===== Records supplied
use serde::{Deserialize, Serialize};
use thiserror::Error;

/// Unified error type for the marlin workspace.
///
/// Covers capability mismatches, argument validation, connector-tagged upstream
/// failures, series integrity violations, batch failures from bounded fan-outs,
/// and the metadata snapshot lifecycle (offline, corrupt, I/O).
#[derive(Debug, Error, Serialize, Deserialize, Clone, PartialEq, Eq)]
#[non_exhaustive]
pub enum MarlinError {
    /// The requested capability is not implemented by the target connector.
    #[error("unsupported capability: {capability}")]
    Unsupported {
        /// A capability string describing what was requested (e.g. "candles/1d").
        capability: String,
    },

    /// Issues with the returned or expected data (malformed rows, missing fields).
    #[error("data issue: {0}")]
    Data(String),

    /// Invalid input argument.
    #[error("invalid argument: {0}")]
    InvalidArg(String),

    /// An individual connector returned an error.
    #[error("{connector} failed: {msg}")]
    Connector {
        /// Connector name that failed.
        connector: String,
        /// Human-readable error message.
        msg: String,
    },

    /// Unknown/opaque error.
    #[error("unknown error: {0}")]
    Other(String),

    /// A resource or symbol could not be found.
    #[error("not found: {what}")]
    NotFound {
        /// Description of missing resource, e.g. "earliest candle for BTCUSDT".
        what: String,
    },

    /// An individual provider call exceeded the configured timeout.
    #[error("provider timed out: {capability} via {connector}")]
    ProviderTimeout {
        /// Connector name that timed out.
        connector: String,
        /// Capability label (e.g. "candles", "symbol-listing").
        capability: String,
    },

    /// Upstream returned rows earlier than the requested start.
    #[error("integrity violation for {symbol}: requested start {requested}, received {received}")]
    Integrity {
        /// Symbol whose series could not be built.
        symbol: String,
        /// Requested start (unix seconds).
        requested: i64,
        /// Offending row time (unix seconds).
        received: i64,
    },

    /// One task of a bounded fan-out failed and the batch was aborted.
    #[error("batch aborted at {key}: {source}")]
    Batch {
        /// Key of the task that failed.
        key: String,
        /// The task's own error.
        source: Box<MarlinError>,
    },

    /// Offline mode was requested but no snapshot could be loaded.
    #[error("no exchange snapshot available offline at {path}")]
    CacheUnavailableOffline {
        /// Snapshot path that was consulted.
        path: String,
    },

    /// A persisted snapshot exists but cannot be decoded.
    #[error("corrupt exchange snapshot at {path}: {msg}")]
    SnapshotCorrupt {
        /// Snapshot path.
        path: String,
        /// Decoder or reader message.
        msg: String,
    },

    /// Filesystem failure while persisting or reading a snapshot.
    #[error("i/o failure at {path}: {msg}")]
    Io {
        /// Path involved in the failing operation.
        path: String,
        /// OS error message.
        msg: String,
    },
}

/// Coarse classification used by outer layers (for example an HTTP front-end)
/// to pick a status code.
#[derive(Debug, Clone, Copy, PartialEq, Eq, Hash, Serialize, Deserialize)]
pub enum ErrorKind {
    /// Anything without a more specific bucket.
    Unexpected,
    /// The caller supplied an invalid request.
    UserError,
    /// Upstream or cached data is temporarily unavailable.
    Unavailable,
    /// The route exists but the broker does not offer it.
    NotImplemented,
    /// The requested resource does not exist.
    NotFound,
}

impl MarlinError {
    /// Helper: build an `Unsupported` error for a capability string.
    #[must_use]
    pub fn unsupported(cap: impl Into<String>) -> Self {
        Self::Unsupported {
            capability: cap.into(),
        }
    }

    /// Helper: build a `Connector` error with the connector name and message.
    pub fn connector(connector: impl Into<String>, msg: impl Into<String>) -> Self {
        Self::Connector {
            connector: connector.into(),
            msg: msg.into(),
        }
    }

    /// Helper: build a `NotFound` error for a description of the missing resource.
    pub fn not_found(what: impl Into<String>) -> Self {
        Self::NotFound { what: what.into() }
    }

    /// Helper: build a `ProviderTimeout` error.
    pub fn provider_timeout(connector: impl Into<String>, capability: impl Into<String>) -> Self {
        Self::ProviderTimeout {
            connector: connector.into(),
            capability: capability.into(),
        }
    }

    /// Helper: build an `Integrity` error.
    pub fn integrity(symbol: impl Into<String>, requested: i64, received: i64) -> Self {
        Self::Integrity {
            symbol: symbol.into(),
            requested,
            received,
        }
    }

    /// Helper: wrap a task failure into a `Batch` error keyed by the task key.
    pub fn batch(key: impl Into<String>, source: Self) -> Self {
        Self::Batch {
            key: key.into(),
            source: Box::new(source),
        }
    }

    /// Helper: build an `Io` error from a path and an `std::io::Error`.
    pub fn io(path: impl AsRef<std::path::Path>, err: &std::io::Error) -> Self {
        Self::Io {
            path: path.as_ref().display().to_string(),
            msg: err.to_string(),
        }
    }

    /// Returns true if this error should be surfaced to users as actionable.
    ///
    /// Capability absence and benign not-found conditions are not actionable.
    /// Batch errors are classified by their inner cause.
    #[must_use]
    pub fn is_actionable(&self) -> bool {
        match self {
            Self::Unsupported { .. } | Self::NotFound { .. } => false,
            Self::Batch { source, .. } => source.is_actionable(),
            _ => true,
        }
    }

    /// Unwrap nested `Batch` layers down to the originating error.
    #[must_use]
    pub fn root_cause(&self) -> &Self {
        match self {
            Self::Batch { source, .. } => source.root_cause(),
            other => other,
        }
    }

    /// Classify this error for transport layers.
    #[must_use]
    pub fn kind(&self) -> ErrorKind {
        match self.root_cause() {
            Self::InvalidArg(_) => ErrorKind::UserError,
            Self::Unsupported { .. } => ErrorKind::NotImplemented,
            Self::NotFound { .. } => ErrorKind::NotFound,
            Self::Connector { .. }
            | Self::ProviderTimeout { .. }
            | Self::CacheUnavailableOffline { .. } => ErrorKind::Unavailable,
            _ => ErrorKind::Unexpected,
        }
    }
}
==========
===== Records supplied
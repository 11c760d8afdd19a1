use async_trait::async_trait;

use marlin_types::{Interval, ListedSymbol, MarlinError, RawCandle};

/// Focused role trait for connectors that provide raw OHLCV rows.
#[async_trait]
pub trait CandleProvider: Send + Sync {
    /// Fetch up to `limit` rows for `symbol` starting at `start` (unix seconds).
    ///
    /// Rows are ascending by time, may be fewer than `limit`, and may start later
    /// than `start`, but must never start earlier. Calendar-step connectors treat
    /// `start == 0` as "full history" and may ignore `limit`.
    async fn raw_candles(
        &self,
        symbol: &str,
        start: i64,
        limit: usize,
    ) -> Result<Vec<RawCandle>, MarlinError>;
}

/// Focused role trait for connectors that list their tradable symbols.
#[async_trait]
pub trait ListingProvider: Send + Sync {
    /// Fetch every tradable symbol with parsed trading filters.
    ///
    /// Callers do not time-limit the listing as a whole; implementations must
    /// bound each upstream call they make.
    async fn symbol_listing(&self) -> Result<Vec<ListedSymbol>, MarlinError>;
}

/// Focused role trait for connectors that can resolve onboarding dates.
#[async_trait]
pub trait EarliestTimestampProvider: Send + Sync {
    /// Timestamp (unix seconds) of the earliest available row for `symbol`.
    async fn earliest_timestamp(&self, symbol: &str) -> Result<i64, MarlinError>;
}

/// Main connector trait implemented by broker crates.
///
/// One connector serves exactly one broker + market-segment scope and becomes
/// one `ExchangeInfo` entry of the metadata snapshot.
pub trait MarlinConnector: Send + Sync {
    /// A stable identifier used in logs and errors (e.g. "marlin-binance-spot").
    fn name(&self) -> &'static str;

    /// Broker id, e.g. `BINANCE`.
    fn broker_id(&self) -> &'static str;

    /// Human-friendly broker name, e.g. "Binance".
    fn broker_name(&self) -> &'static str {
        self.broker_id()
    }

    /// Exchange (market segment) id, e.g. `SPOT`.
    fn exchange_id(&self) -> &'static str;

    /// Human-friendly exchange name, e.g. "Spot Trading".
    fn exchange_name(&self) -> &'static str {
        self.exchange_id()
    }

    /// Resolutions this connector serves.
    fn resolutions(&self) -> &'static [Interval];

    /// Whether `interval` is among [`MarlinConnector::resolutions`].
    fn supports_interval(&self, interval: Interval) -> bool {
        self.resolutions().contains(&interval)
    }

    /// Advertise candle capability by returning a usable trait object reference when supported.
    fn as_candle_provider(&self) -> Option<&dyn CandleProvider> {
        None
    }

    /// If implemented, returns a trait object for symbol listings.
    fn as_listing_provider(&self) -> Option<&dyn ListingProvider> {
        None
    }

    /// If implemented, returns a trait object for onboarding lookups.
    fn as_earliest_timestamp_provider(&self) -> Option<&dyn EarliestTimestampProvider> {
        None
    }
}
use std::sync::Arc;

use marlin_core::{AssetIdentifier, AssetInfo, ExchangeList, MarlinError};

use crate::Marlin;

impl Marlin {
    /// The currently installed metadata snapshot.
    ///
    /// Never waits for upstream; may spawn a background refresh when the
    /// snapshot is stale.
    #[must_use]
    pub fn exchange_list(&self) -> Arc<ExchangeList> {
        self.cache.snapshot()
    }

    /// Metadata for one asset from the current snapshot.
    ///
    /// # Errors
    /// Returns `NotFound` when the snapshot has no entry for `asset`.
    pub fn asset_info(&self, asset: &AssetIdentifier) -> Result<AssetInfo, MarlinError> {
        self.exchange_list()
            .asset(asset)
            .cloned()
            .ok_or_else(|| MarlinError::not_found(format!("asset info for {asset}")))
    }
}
==========
===== Records supplied
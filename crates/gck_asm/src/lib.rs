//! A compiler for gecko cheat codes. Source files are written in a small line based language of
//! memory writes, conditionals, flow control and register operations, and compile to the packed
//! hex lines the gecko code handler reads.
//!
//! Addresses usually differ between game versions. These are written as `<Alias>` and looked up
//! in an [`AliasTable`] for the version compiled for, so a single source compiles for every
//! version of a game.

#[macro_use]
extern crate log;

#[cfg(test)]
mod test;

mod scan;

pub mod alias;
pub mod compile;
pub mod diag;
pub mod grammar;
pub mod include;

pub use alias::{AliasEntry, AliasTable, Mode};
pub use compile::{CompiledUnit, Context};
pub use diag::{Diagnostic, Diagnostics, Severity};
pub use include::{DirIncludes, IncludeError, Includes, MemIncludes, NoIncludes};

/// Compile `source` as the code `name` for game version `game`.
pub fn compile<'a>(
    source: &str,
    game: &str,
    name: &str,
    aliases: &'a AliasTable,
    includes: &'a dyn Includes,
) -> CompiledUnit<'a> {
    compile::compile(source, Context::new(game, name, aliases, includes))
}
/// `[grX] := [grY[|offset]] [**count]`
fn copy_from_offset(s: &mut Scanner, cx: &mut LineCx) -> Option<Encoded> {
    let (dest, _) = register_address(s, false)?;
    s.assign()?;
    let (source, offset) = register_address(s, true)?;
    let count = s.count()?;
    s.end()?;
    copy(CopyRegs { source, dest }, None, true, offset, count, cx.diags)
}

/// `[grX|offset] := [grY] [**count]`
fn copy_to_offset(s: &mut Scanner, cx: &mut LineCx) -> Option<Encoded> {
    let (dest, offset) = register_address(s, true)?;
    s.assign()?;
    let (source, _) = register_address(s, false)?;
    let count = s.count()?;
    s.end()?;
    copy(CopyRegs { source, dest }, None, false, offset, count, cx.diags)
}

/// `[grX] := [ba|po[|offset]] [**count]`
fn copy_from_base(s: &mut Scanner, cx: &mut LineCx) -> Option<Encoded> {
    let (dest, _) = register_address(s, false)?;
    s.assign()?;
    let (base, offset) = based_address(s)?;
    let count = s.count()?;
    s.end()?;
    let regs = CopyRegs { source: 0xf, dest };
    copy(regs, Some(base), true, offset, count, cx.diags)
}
==========
### [To do]
Across the data, pull every line containing the string "individual".

### [Response to the task]
    /// An individual connector returned an error.
    /// An individual provider call exceeded the configured timeout.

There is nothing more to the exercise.